X_train = torch.load(raw_data_folder + 'X_train_mfcc.pt')
y_train = torch.load(raw_data_folder + 'y_train_mfcc.pt')
X_test = torch.load(raw_data_folder + 'X_test_mfcc.pt')
y_test = torch.load(raw_data_folder + 'y_test_mfcc.pt')
X_dev = torch.load(raw_data_folder + 'X_dev_mfcc.pt')
y_dev = torch.load(raw_data_folder + 'y_dev_mfcc.pt')

In [29]:
device = torch.device('cuda' if torch.cuda.is_available() else 'cpu')
X_train = X_train.to(device)
y_train = y_train.to(device)
X_test = X_test.to(device)
y_test = y_test.to(device)
X_dev = X_dev.to(device)
y_dev = y_dev.to(device)

In [38]:
class CNN_LSTM(nn.Module):
    def __init__(self, cnn_output_size, hidden_size, num_layers, num_classes):
        super(CNN_LSTM, self).__init__()

        # The CNN part
        self.cnn = nn.Sequential(
            nn.Conv2d(1, 64, kernel_size=3, stride=1, padding=1),
            nn.ReLU(),
            nn.MaxPool2d(kernel_size=2, stride=2),
            nn.Conv2d(64, 128, kernel_size=3, stride=1, padding=1),
            nn.ReLU(),
            nn.MaxPool2d(kernel_size=2, stride=2),
            nn.Conv2d(128, 256, kernel_size=3, stride=1, padding=1),
            nn.ReLU(),
            nn.MaxPool2d(kernel_size=2, stride=2),
        )

        # The LSTM part
        self.lstm = nn.LSTM(cnn_output_size, hidden_size, num_layers, batch_first=True)

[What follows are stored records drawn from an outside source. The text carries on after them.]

//! HTTP transport layer for the Zeus SDK.

use crate::config::ClientConfig;
use crate::error::{ZeusError, ZeusResult};
use bytes::Bytes;
use reqwest::{header, Client, Method};
use serde::de::DeserializeOwned;
use std::sync::Arc;
use tracing::debug;
use url::Url;

/// Header naming the bucket a request is scoped to.
pub const BUCKET_HEADER: &str = "bucket-name";

/// Form or query parameters of a request.
pub type Params = Vec<(&'static str, String)>;

/// Status and body of a completed request.
#[derive(Debug, Clone)]
pub struct RawResponse {
    pub status: u16,
    pub body: Bytes,
}

impl RawResponse {
    pub fn is_success(&self) -> bool {
        (200..300).contains(&self.status)
    }

    /// Deserialize the body as JSON.
    pub fn json<T: DeserializeOwned>(&self) -> ZeusResult<T> {
        Ok(serde_json::from_slice(&self.body)?)
    }

    /// Return the body if the status is one of `expected`, otherwise turn
    /// the response into an API error.
    pub fn expect(self, expected: &[u16]) -> ZeusResult<Self> {
        if expected.contains(&self.status) {
            Ok(self)
        } else {
            Err(self.into_error())
        }
    }

    pub fn into_error(self) -> ZeusError {
        ZeusError::from_response(self.status, &self.body)
    }
}

/// HTTP transport for making API requests.
#[derive(Debug, Clone)]
pub struct HttpTransport {
    client: Client,
    config: Arc<ClientConfig>,
}

impl HttpTransport {
    /// Create a new HTTP transport with the given configuration.
    pub fn new(config: Arc<ClientConfig>) -> ZeusResult<Self> {
        let mut headers = header::HeaderMap::new();

        if let Some(token) = config.token() {
            headers.insert(
                header::AUTHORIZATION,
                header::HeaderValue::from_str(&format!("Bearer {}", token))
                    .map_err(|_| ZeusError::Config("Invalid token format".to_string()))?,
            );
        }

        let client = Client::builder()
            .timeout(config.timeout)
            .default_headers(headers)
            .build()?;

        Ok(Self { client, config })
    }

    /// Build a URL from path segments. Segments are percent-encoded and
    /// the path always ends with a slash.
    fn build_url(&self, segments: &[&str]) -> ZeusResult<Url> {
        let mut url = self.config.base_url.clone();
        url.path_segments_mut()
            .map_err(|_| ZeusError::Config("base_url cannot carry a path".to_string()))?
            .pop_if_empty()
            .extend(segments)
            .push("");
        Ok(url)
    }

    /// Perform one request. GET and DELETE send `params` as the query
    /// string, POST and PUT as a form-encoded body.
    ///
    /// Any status is returned as-is; only transport failures are errors.
    pub async fn request(
        &self,
        method: Method,
        segments: &[&str],
        bucket: Option<&str>,
        params: &[(&'static str, String)],
    ) -> ZeusResult<RawResponse> {
        let url = self.build_url(segments)?;
        debug!(method = %method, url = %url, "request");

        let mut request = self.client.request(method.clone(), url);

        if let Some(bucket) = bucket {
            let value = header::HeaderValue::from_str(bucket)
                .map_err(|_| ZeusError::InvalidInput(format!("invalid bucket name: {}", bucket)))?;
            request = request.header(BUCKET_HEADER, value);
        }

        if method == Method::POST || method == Method::PUT {
            request = request.form(params);
        } else if !params.is_empty() {
            request = request.query(params);
        }

        let response = request.send().await?;
        let status = response.status().as_u16();
        let body = response.bytes().await?;
        debug!(status = status, bytes = body.len(), "response");

        Ok(RawResponse { status, body })
    }
}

        # Fully connected layer for output
        self.fc = nn.Linear(hidden_size, num_classes)

    def forward(self, x):
        # Apply CNN
        out = self.cnn(x)

        # Reshape the output from the CNN to be 2D
        out = out.view(out.size(0), -1, cnn_output_size)

        # Apply LSTM
        out, _ = self.lstm(out)

        # Only take the output from the final timestep
        out = out[:, -1, :]

        # Apply fully connected layer
        out = self.fc(out)

        return out

class LSTM(nn.Module):
      def __init__(self, input_size, hidden_size, num_layers, num_classes):
        super(LSTM, self).__init__()

        # The LSTM part
        self.lstm = nn.LSTM(input_size, hidden_size, num_layers, batch_first=True)

        # Fully connected layer for output
        self.fc = nn.Linear(hidden_size, num_classes)

      def forward(self, x):
          # Apply LSTM
          out, _ = self.lstm(x)

          # Only take the output from the final timestep
          out = out[:, -1, :]

          # Apply fully connected layer
          out = self.fc(out)

          return out

In [35]:
class MIDIDataset(Dataset):
    def __init__(self, X, y):
        self.X = X
        self.y = y

    def __len__(self):
        return len(self.X)

    def __getitem__(self, idx):
        return self.X[idx], self.y[idx]

In [42]:
# Create the Dataset
train_dataset = MIDIDataset(X_train, y_train)
test_dataset = MIDIDataset(X_test, y_test)

# Define the batch size
batch_size = 16

# Create the DataLoader
train_loader = DataLoader(train_dataset, batch_size=batch_size, shuffle=True)
test_loader = DataLoader(test_dataset, batch_size=batch_size, shuffle=False)

In [43]:
# Define training function
def train(model, optimizer,
          train_loader, test_loader, num_epochs=400, print_interval=10):
    criterion = nn.CrossEntropyLoss()
    train_losses = []
    test_losses = []

    for epoch in range(num_epochs):
        model.train()
        train_loss = 0.0

        for batch_idx, (inputs, labels) in enumerate(train_loader):
            optimizer.zero_grad()
            outputs = model(inputs)
            labels = labels.long()
            loss = criterion(outputs, labels)
            accelerator.backward(loss)

            optimizer.step()
            train_loss += loss.item() * inputs.size(0)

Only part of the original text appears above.